Geschlechterspezifische Unterschiede auf dem Arbeitsmarkt
Wie können diese überwunden werden?
WN – 01/2021
Eine kürzlich veröffentlichte Studie im Auftrag des Ausschusses für die Rechte der Frauen und die Gleichstellung der
Geschlechter (FEMM) des EU-Parlaments befasste sich mit dem Thema prekärer
Arbeit in der EU aus einer Gender- sowie intersektionalen Perspektive.

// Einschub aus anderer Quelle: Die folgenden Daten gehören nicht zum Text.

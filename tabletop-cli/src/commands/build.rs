use std::path::PathBuf;

use tabletop_bgg::GameDatabase;
use tabletop_pipeline::RunLog;

use crate::cli_types::{
    CacheArgs, EnrichFlags, ListArgs, OutputArgs, RankingsArgs, ResolveFlags, StoreArgs,
};
use crate::error::CliError;
use crate::progress::BarProgress;
use crate::settings::Settings;

use super::emit::emit_collection;
use super::enrich::{enrich_pass, options};
use super::resolve::resolve_pass;
use super::{connect, load_index, pick, write_report};

/// `resolve`, then `enrich`, then `emit`, sharing one index and client.
pub(crate) fn run_build(
    settings: &Settings,
    list: ListArgs,
    store: StoreArgs,
    cache: CacheArgs,
    rankings: RankingsArgs,
    output: OutputArgs,
    resolve: ResolveFlags,
    enrich: EnrichFlags,
    limit: Option<usize>,
    report: Option<PathBuf>,
    quiet: bool,
) -> Result<(), CliError> {
    let list_path = pick(list.list, &settings.paths.list);
    let store_path = pick(store.store, &settings.paths.store);
    let cache_path = pick(cache.cache, &settings.paths.cache);
    let images_dir = pick(cache.images, &settings.paths.images);
    let output_path = pick(output.output, &settings.paths.collection);

    let index = load_index(rankings.rankings, settings)?;
    let client = connect(settings)?;
    let search: Option<&dyn GameDatabase> = if resolve.offline {
        None
    } else {
        Some(&client)
    };

    let progress = BarProgress::new(quiet);
    let mut log = RunLog::new();

    resolve_pass(
        settings,
        index.as_ref(),
        search,
        resolve.offline,
        &list_path,
        &store_path,
        limit,
        &progress,
        &mut log,
    )?;

    let enriched = enrich_pass(
        &client,
        index.as_ref(),
        &store_path,
        &cache_path,
        &images_dir,
        options(&enrich, limit),
        &progress,
        &mut log,
    );
    write_report(&log, report.as_deref())?;
    enriched?;

    emit_collection(&store_path, &cache_path, &images_dir, &output_path)
}
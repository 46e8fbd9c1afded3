use std::path::{Path, PathBuf};

use thiserror::Error;

/// Errors that stop a pipeline pass.
///
/// Per-entry problems (a failed search, a missing game, a bad image) never
/// become a `PipelineError`; they are logged and recorded in the run log.
#[derive(Debug, Error)]
pub enum PipelineError {
    #[error("Cannot read input list {}: {source}", path.display())]
    InputList {
        path: PathBuf,
        source: std::io::Error,
    },

    #[error("Cannot write {}: {source}", path.display())]
    Persist {
        path: PathBuf,
        source: std::io::Error,
    },

    #[error("Invalid store {}: {message}", path.display())]
    InvalidStore { path: PathBuf, message: String },

    #[error("I/O error: {0}")]
    Io(#[from] std::io::Error),

    #[error("CSV error: {0}")]
    Csv(#[from] csv::Error),

    #[error("JSON error: {0}")]
    Json(#[from] serde_json::Error),
}

impl PipelineError {
    pub fn input_list(path: &Path, source: std::io::Error) -> Self {
        Self::InputList {
            path: path.to_path_buf(),
            source,
        }
    }

    pub fn persist(path: &Path, source: std::io::Error) -> Self {
        Self::Persist {
            path: path.to_path_buf(),
            source,
        }
    }

    pub fn invalid_store(path: &Path, message: impl Into<String>) -> Self {
        Self::InvalidStore {
            path: path.to_path_buf(),
            message: message.into(),
        }
    }
}
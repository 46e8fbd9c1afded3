//! Whole-file writes that never leave a truncated target behind.

use std::io;
use std::path::{Path, PathBuf};

/// Write `contents` to `<path>.tmp` beside the target, then rename it over
/// the target. Creates the parent directory if needed.
pub fn write_atomic(path: &Path, contents: &[u8]) -> io::Result<()> {
    if let Some(parent) = path.parent()
        && !parent.as_os_str().is_empty()
    {
        std::fs::create_dir_all(parent)?;
    }

    let tmp = tmp_path(path);
    if let Err(e) = std::fs::write(&tmp, contents).and_then(|_| std::fs::rename(&tmp, path)) {
        let _ = std::fs::remove_file(&tmp);
        return Err(e);
    }
    Ok(())
}

/// `<file>.tmp` in the same directory.
pub fn tmp_path(path: &Path) -> PathBuf {
    let mut name = path.file_name().map(|n| n.to_os_string()).unwrap_or_default();
    name.push(".tmp");
    path.with_file_name(name)
}

#[cfg(test)]
mod tests {
    use super::*;

    #[test]
    fn replaces_target_and_cleans_up() {
        let dir = tempfile::tempdir().unwrap();
        let path = dir.path().join("out.csv");
        std::fs::write(&path, "old").unwrap();

        write_atomic(&path, b"new").unwrap();

        assert_eq!(std::fs::read_to_string(&path).unwrap(), "new");
        assert!(!tmp_path(&path).exists());
    }

    #[test]
    fn creates_parent_directory() {
        let dir = tempfile::tempdir().unwrap();
        let path = dir.path().join("images").join("13.jpg");
        write_atomic(&path, &[1, 2, 3]).unwrap();
        assert_eq!(std::fs::read(&path).unwrap(), vec![1, 2, 3]);
    }

    #[test]
    fn tmp_path_appends_suffix() {
        assert_eq!(
            tmp_path(Path::new("data/boardgame_ids.csv")),
            PathBuf::from("data/boardgame_ids.csv.tmp")
        );
    }
}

Als prekäre Arbeit werden in dem Zusammenhang solche
Arbeitsverhältnisse verstanden, die mindestens eines der folgenden Kriterien
erfüllen: sehr geringe Bezahlung, geringe Zahl an Arbeitsstunden oder eine
niedrige Arbeitsplatzsicherheit, z.B. in Form von befristeten Verträgen, Jobs
mit geringem Anforderungsgrad, nicht ausreichendem Sozialschutz oder einem
Mangel an sozialen Rechten.
Überschuss an Frauen in pflegenden Berufen
Im Ergebnis wird deutlich, dass Frauen und darunter insbesondere
junge Frauen mit einem Migrationshintergrund oder niedrigem Ausbildungsstand,
besonders gefährdet sind, in prekären Arbeitsformen (dauerhaft) tätig zu sein. Einer
der Hauptgründe dafür sei die überproportionale Präsenz von Frauen in
betreuenden und pflegenden Berufen sowie in häuslicher Arbeit. Vor allem diese
Sektoren waren und sind weiterhin besonders stark von der COVID-19-Pandemie
betroffen. Darüber hinaus haben vor allem Frauen den durch die Coronakrise
ausgelösten Betreuungsaufwand ihrer Kinder geleistet.
Handlungsoptionen
Basierend auf den Ergebnissen werden verschiedene
Empfehlungen formuliert, welche die Situation von Frauen in prekärer Arbeit
verbessern sollen. Darunter sind auch Vorschläge mit Blick auf die
EU-Gesetzgebung: Hier wird insbesondere auf das Thema der Lohntransparenz
hingewiesen, welche lebenslange Konsequenzen geschlechtsspezifischer
Lohngefälle aufzeigen soll. Daneben sollen Änderungsvorschläge für bereits
bestehende EU-Regelungen, z.B. in Bezug auf die Richtlinie zur Vereinbarkeit
von Beruf und Privatleben, den Schutz Alleinerziehender weiter zu verbessern,
die ebenfalls oft in prekären Arbeitsformen tätig sind.
Politischer Ausblick
Bereits im März vergangenen Jahres stellte die Kommission
ihre Strategie
für die Gleichstellung der Geschlechter 2020-2025 vor. Im Rahmen einer Entschließung zu dieser Strategie forderte das Europäische Parlament aktuell unter anderem,
dass die Kommission verbindliche Maßnahmen in Bezug auf die Lohntransparenz zur
Überwindung der geschlechtsspezifischen Lohngefälle vorlegen solle. Ein
entsprechender Kommissionsvorschlag war bereits für Ende 2020 angekündigt,
steht jedoch noch aus.
Solche und weitere Maßnahmen, die die Arbeits- und
insbesondere die Lohnbedingungen von Menschen in prekären Arbeitsverhältnissen
verbessern, tragen schließlich dazu bei, die Zahl sozialversicherungspflichtig
Beschäftigter zu erhöhen und die Sozialsysteme der Mitgliedstaaten zu entlasten.